* _Problem requirements_: List all the lines in these records that hold "LifecycleState".

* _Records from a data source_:
════
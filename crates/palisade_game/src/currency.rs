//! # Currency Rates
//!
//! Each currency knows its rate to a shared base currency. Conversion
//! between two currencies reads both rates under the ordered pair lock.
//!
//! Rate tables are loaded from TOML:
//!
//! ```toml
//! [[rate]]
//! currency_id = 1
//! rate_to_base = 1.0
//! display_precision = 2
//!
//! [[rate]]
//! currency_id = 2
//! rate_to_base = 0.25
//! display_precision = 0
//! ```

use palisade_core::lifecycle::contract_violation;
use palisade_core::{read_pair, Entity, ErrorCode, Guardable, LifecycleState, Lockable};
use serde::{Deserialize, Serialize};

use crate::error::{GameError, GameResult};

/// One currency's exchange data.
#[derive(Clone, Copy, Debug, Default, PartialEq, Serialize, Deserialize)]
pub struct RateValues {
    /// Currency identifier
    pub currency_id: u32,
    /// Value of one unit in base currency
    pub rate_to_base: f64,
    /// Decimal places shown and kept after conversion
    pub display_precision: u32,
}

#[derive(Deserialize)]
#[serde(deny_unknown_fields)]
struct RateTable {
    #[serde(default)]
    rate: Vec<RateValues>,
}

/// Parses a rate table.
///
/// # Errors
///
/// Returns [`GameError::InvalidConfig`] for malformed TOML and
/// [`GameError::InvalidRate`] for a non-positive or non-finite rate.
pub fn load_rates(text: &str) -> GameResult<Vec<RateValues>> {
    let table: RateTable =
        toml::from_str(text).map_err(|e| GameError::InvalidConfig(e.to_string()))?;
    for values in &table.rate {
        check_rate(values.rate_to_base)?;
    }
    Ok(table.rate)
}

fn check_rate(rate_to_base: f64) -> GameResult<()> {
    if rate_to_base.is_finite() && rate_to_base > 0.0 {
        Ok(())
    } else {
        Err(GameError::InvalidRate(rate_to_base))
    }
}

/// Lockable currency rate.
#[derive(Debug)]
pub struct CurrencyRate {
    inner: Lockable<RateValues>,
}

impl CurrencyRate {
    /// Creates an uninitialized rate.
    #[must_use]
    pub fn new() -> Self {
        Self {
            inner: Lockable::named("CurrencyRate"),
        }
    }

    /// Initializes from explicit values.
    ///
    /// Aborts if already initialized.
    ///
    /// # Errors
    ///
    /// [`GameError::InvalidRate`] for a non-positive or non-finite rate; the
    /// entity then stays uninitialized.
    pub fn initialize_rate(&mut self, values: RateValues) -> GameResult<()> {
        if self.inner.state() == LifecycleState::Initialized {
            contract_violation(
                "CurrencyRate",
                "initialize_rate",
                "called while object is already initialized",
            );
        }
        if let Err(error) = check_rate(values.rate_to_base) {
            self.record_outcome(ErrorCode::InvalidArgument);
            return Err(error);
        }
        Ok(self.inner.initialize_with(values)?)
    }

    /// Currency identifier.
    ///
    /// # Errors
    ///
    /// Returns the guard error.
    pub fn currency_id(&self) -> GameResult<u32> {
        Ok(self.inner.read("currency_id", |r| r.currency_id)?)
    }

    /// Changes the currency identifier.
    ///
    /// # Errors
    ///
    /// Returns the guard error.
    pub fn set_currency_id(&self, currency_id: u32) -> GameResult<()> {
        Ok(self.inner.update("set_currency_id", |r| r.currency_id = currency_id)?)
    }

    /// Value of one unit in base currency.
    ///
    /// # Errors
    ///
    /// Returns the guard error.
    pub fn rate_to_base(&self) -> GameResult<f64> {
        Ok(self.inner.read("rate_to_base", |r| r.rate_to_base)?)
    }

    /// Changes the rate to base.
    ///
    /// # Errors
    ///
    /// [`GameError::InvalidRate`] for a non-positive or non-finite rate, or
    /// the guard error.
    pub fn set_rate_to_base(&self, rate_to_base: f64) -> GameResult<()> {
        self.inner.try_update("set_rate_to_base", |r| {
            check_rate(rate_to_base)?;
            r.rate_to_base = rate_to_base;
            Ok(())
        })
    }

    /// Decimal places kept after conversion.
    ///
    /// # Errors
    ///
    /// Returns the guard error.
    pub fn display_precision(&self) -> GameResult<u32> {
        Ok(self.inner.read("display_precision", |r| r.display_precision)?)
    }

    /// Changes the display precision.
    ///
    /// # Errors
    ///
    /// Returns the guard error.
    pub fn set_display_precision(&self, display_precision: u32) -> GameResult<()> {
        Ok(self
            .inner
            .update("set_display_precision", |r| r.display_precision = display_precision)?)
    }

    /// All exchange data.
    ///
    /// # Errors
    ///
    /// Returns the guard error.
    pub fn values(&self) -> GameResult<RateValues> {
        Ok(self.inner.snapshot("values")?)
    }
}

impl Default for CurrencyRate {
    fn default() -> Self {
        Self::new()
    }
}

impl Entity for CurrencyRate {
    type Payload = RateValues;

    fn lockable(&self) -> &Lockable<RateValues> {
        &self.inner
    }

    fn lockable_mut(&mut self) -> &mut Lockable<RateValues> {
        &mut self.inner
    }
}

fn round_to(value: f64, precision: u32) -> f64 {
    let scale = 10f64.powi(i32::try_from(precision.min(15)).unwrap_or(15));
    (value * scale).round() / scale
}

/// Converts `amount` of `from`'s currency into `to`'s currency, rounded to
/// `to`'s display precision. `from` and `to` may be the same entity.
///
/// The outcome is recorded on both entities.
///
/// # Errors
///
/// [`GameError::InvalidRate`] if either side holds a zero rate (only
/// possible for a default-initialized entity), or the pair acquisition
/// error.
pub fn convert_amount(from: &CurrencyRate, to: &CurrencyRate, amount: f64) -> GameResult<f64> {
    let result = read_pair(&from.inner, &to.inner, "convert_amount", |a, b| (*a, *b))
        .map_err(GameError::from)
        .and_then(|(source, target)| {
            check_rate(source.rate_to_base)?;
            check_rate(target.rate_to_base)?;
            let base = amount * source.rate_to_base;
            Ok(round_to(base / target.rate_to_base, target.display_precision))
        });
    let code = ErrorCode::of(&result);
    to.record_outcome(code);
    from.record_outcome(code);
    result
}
════
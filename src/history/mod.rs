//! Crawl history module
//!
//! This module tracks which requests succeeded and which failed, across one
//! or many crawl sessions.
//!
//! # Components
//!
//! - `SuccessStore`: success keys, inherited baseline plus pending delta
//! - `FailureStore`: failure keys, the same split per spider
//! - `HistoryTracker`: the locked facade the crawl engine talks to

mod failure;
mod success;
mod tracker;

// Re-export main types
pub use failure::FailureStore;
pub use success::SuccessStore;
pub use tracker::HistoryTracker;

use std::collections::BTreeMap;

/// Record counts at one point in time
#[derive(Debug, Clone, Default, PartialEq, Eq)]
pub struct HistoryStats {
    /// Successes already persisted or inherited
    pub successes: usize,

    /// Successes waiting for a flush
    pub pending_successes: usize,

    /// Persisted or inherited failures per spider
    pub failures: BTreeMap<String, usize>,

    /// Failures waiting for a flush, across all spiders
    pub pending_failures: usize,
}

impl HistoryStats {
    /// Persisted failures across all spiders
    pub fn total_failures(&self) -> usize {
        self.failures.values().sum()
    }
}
════
* _Exercise output_:
use palisade_core::{read_pair, Entity, ErrorCode, Guardable, LifecycleState, Lockable};
        if self.inner.state() == LifecycleState::Initialized {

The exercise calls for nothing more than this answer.